We take a look back at the five best games between the two teams within the last 25 years. We get to relive some memories from each side that included both heartbreak and glory throughout the last quarter-century. Let’s take a look at which games made the list.

2018 – UCLA 34 USC 27

The most recent chapter in the UCLA and USC gridiron rivalry took place in Pasadena inside the Rose Bowl. While the only thing motivating the 2-8 UCLA squad in this one was pride, the 5-5 USC team was on the verge of missing a bowl game for the first time since the 2011 sanction-riddled season.

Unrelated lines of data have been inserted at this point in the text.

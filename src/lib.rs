//! Yolobox turns the raw output tensor of a YOLO-style detector into a clean
//! list of labelled boxes on the original image.
//!
//! The core is dependency-light: letterbox padding, blob construction,
//! candidate decoding and class-agnostic non-maximum suppression. Image file
//! I/O (`image-io`), box rendering (`render`), an ONNX Runtime backend
//! (`onnx`), parallel candidate extraction (`rayon`) and `tracing` spans are
//! optional features.

pub mod detect;
pub mod geometry;
pub mod image;
pub mod inference;
pub mod lowlevel;
#[cfg(feature = "render")]
pub mod render;
pub mod tensor;
mod trace;
pub mod util;

#[cfg(feature = "image-io")]
pub use crate::image::io;

pub use detect::{decode, decode_with, DecodeConfig, Detection};
pub use geometry::{iou, Rect};
pub use crate::image::blob::{build_blob, Blob, BlobConfig};
pub use crate::image::letterbox::{prepare, Letterbox, ScaleFactors, DEFAULT_INPUT_SIZE};
pub use crate::image::{ImageView, OwnedImage};
pub use inference::{Detector, InferenceEngine};
pub use tensor::{PredictionOutput, PredictionTensor, TensorLayout};
pub use util::{YoloboxError, YoloboxResult};

pub use detect::nms::{nms_boxes, non_maximum_suppression};

#[cfg(feature = "onnx")]
pub use inference::onnx::OnnxModel;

Chip Kelly‘s inaugural season with UCLA was simultaneously rumored to be Clay Helton‘s final at USC. 2018 was the first matchup between Helton and Kelly. The Bruins and Trojans scored three touchdowns apiece throughout the first half but a Michael Brown field goal gave USC a three-point advantage going into halftime.

The defenses stepped up in the second half and a second field goal from Brown extended USC’s lead to 27-21 going into the final quarter of play. UCLA took a one-point lead on a 55-yard Joshua Kelley touchdown run. This play was a small chunk of Kelley’s near record-breaking 289-yard, two-touchdown performance. Two field goals were added by JJ Molson to cushion the lead a bit more.

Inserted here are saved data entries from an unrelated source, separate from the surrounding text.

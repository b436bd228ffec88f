//! Drawing of detections onto RGB images.
//!
//! Available when the `render` feature is enabled. Boxes are drawn as 2 px
//! green outlines. Labels need a TrueType font; without one only the boxes
//! are drawn.

use crate::detect::Detection;
use crate::util::{YoloboxError, YoloboxResult};
use ab_glyph::{Font, FontVec, PxScale};
use image::{Rgb, RgbImage};
use imageproc::drawing::{draw_hollow_rect_mut, draw_text_mut};
use imageproc::rect::Rect as PixelRect;
use std::path::Path;

const BOX_COLOR: Rgb<u8> = Rgb([0, 255, 0]);
const BOX_THICKNESS: i32 = 2;
const LABEL_SCALE: f32 = 16.0;
const LABEL_OFFSET: i32 = 10;

/// Reads a TrueType/OpenType font for label rendering.
pub fn load_font<P: AsRef<Path>>(path: P) -> YoloboxResult<FontVec> {
    let path = path.as_ref();
    let bytes = std::fs::read(path).map_err(|err| YoloboxError::FontLoad {
        reason: format!("{}: {err}", path.display()),
    })?;
    FontVec::try_from_vec(bytes).map_err(|err| YoloboxError::FontLoad {
        reason: format!("{}: {err}", path.display()),
    })
}

/// Returns a copy of `image` with every detection outlined and labelled.
pub fn draw_detections<F: Font>(
    image: &RgbImage,
    detections: &[Detection],
    font: Option<&F>,
) -> RgbImage {
    let mut out = image.clone();
    for det in detections {
        draw_box(&mut out, det);
        if let Some(font) = font {
            let y = det.rect.top - LABEL_OFFSET - LABEL_SCALE as i32;
            draw_text_mut(
                &mut out,
                BOX_COLOR,
                det.rect.left,
                y,
                PxScale::from(LABEL_SCALE),
                font,
                &det.label(),
            );
        }
    }
    out
}

fn draw_box(image: &mut RgbImage, det: &Detection) {
    let rect = det.rect;
    for inset in 0..BOX_THICKNESS {
        let width = rect.width - 2 * inset;
        let height = rect.height - 2 * inset;
        if width <= 0 || height <= 0 {
            break;
        }
        let outline = PixelRect::at(rect.left + inset, rect.top + inset)
            .of_size(width as u32, height as u32);
        draw_hollow_rect_mut(image, outline, BOX_COLOR);
    }
}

The Trojans had two and a half minutes to drive down and try to force overtime. Freshman quarterback JT Daniels led the offense to the Bruin 31 yard line but stalled out. On a 4th and four play, Daniels missed fellow freshman Amon-Ra St. Brown and the ball fell harmlessly to the Rose Bowl grass. UCLA took the win 34-27.

2000 – USC 38 UCLA 35

A matchup between the Trojans and Bruins when neither team was sporting great records. USC had begun the year ranked in the top 25 but a five-game losing streak dashed any hope of a traditional USC season and they entered the rivalry game 4-6. UCLA came in 6-4 and already bowl eligible.

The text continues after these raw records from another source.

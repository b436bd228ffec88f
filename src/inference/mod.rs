//! Inference seam and the end-to-end detection pipeline.
//!
//! The decoder never talks to a runtime directly. Anything that turns a
//! [`Blob`] into a [`PredictionOutput`] can drive a [`Detector`], so backends
//! are swapped without touching decode logic.

#[cfg(feature = "onnx")]
pub mod onnx;

use crate::detect::{decode_with, DecodeConfig, Detection};
use crate::image::blob::{build_blob, Blob, BlobConfig};
use crate::image::letterbox::prepare;
use crate::image::ImageView;
use crate::tensor::PredictionOutput;
use crate::trace::{trace_event, trace_span};
use crate::util::YoloboxResult;

/// Opaque forward pass of a detector network.
///
/// Implementations take `&mut self`; handles that are not reentrant are used
/// one per worker rather than shared.
pub trait InferenceEngine {
    /// Runs the network on a `[1, 3, S, S]` blob and returns its raw output.
    fn infer(&mut self, blob: &Blob) -> YoloboxResult<PredictionOutput>;
}

impl<E: InferenceEngine + ?Sized> InferenceEngine for &mut E {
    fn infer(&mut self, blob: &Blob) -> YoloboxResult<PredictionOutput> {
        (**self).infer(blob)
    }
}

/// Letterbox, blob, inference and decode for one image at a time.
pub struct Detector<E> {
    engine: E,
    config: DecodeConfig,
    blob: BlobConfig,
}

impl<E: InferenceEngine> Detector<E> {
    /// Creates a detector with default decode and blob settings.
    pub fn new(engine: E) -> Self {
        Self {
            engine,
            config: DecodeConfig::default(),
            blob: BlobConfig::default(),
        }
    }

    /// Replaces the decode configuration.
    pub fn with_config(mut self, config: DecodeConfig) -> Self {
        self.config = config;
        self
    }

    /// Replaces the blob configuration; its `input_size` is overridden by
    /// the decode configuration.
    pub fn with_blob_config(mut self, blob: BlobConfig) -> Self {
        self.blob = blob;
        self
    }

    pub fn config(&self) -> &DecodeConfig {
        &self.config
    }

    /// Returns the wrapped engine.
    pub fn into_engine(self) -> E {
        self.engine
    }

    /// Detects objects in `image`; boxes are in `image` pixel coordinates.
    pub fn detect(&mut self, image: ImageView<'_>) -> YoloboxResult<Vec<Detection>> {
        self.config.validate()?;
        let _span = trace_span!("detect", width = image.width(), height = image.height())
            .entered();

        let letterbox = prepare(image, self.config.input_size)?;
        let blob_cfg = BlobConfig {
            input_size: self.config.input_size,
            ..self.blob
        };
        let blob = build_blob(letterbox.canvas().view(), &blob_cfg)?;
        let output = self.engine.infer(&blob)?;
        trace_event!("inference_done", values = output.data.len());

        let tensor = output.view()?;
        decode_with(&tensor, letterbox.factors(), &self.config)
    }
}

Future Heisman winner and number one overall pick, Carson Palmer and UCLA quarterback Cory Paus went toe-to-toe throughout the entire contest. The game was all knotted up at 21 at the intermission. The third quarter was no different as Paus and Palmer kept up their play. Each threw a touchdown and entering the last fifteen minutes of play, the game was tied 28-28

With just under four minutes remaining, Palmer hit Steve Stevenson for a 57-yard touchdown pass to take the lead. Then, Paus and UCLA would answer late when Paus was able to find pay dirt from one yard out. With the game appearing to be heading for overtime, something that had happened only once in the USC/UCLA rivalry, which we will get to here in just a bit, USC ended any chance of overtime.

Trojan kicker David Bell benefitted from Palmer’s late-game drive and hit a 36-yard field goal with only nine seconds left to give the Trojans a three-point lead. That lead shortly became a three-point win in one of the best games in the historic rivalry. The game doesn’t get the recognition it deserves due to the lack of appeal surrounding it. However, it was one of the best finishes in the rivalry.

1996 – UCLA 48 USC 41

Bob Toledo took over for UCLA legend Terry Donahue in 1996 and had his team 4-6 entering his first UCLA/USC game as a head coach. On the other sideline, USC’s John Robinson was potentially coaching his final game against the crosstown rival thanks to lofty preseason expectations falling way short. USC was 5-5 walking into the Rose Bowl.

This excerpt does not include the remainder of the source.